Unseres Erachtens sind hier neben den allgemeinen Anforderungen der 0100-er-Reihe vor allem die DIN VDE 0100-711:2020-06 „Errichten von Niederspannungsanlagen – Teil 7-711: Anforderungen für Betriebsstätten, Räume und Anlagen besonderer Art – Ausstellungen, Shows und Stände“ und die DIN VDE 0100-740:2007-10 „Errichten von Niederspannungsanlagen – Teil 7-740: Anforderungen für Betriebsstätten, Räume und Anlagen besonderer Art – Vorübergehend errichtete elektrische Anlagen für Aufbauten, Vergnügungseinrichtungen und Buden auf Kirmesplätzen, Vergnügungsparks und für Zirkusse“ zu beachten. Bezüglich der Stromversorgung müssen Sie darauf achten, dass die Nennversorgungsspannung AC 230/400 V oder DC 500 V nicht überschreitet.
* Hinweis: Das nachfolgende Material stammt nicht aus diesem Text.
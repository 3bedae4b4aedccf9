//! Generated build-environment descriptor.
//!
//! The containerfile is ephemeral: rendered into a temp file for each
//! `build-image` run, never checked in. It declares the base image, creates
//! the build directories, copies in the packaging files, and resolves build
//! dependencies with one chained shell command so the whole bootstrap is a
//! single layer.

use std::fmt::Write;

use crate::context::BuildContext;
use crate::error::{BuildError, Result};

/// In-container directory holding the spec and packaging auxiliary files.
pub const PKG_SOURCES_DIR: &str = "/usr/local/src/pkg";

/// Canonical spec-file name inside the build environment. A caller-supplied
/// spec with another name is normalized to this at image-build time, so
/// every later step addresses one fixed location.
pub const SPEC_BASENAME: &str = "package.spec";

/// Annotation marking an image as a buildbox build environment.
pub const ANN_BUILD_IMAGE: &str = "dev.buildbox.build-image";

/// Annotation carrying the `sha256:<hex>` digest of the spec file the
/// environment was built from.
pub const ANN_SPEC_DIGEST: &str = "dev.buildbox.spec-digest";

/// Fixed in-container path of the spec file.
pub fn canonical_spec_path() -> String {
    format!("{PKG_SOURCES_DIR}/{SPEC_BASENAME}")
}

/// Render the containerfile for the context's distro and spec file.
pub fn render(ctx: &BuildContext) -> Result<String> {
    let profile = ctx.distro.profile();
    let spec_rel = ctx
        .spec_file
        .strip_prefix(&ctx.packaging_dir)
        .map_err(|_| {
            BuildError::Config(format!(
                "spec file {} must reside in the packaging directory {} \
                 so it can be copied into the build environment",
                ctx.spec_file.display(),
                ctx.packaging_dir.display()
            ))
        })?
        .display()
        .to_string();

    let mut out = String::new();
    let _ = writeln!(out, "FROM {}", ctx.base_image());
    // Changing the spec changes this arg, which invalidates the engine's
    // layer cache from here down.
    let _ = writeln!(out, "ARG SPEC_DIGEST=unknown");
    let _ = writeln!(out, "RUN mkdir -p -m 0777 {} {}", ctx.homedir, PKG_SOURCES_DIR);
    let _ = writeln!(out, "COPY . {PKG_SOURCES_DIR}/");

    let mut commands: Vec<String> = Vec::new();
    if spec_rel != SPEC_BASENAME {
        commands.push(format!(
            "cp {PKG_SOURCES_DIR}/{spec_rel} {}",
            canonical_spec_path()
        ));
    }

    let repo_opts: Vec<String> = profile
        .enable_repos
        .iter()
        .map(|r| format!("--enablerepo={r}"))
        .collect();
    if !profile.repo_packages.is_empty() {
        commands.push(format!("dnf install -y {}", profile.repo_packages.join(" ")));
    }
    commands.push(chain_install(
        &repo_opts,
        &["git", "rsync", "gcc", "/usr/bin/rpmbuild", "'dnf-command(builddep)'"],
    ));
    commands.push(format!(
        "dnf builddep -y {}{}",
        join_opts(&repo_opts),
        canonical_spec_path()
    ));

    let _ = writeln!(out, "RUN {}", commands.join(" && "));
    Ok(out)
}

fn chain_install(repo_opts: &[String], packages: &[&str]) -> String {
    format!("dnf install -y {}{}", join_opts(repo_opts), packages.join(" "))
}

fn join_opts(opts: &[String]) -> String {
    if opts.is_empty() {
        String::new()
    } else {
        format!("{} ", opts.join(" "))
    }
}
Für die Schutzmaßnahmen/Anforderungen gilt Folgendes:

Zusätzlicher Potenzialausgleich

  • Fremde leitfähige Teile eines Fahrzeugs, Wagens, Caravans, Containers müssen mit dem Schutzleiter der Anlage verbunden werden. Ist die Verbindung nicht dauerhaft sichergestellt, muss die Verbindung an mehr als einer Stelle erfolgen. Der Querschnitt der Leiter für die Verbindung muss ≥ 4 mm2 Cu betragen.
  • Jeder eigenständige, vorübergehend errichtete Aufbau, wie z.B. ein Fahrzeug, ein Stand oder eine Einheit, vorgesehen zur Inanspruchnahme eines speziellen Nutzers, und jeder Verteilungsstromkreis zur Versorgung von Außenanlagen muss mit einer eigenen, schnell erreichbaren und leicht erkennbaren Trenneinrichtung versehen sein. Die Trenneinrichtung muss in Übereinstimmung mit DIN VDE 0100-530 „Errichten von Niederspannungsanlagen – Teil 530: Auswahl und Errichtung elektrischer Betriebsmittel – Schalt- und Steuergeräte“ ausgewählt werden.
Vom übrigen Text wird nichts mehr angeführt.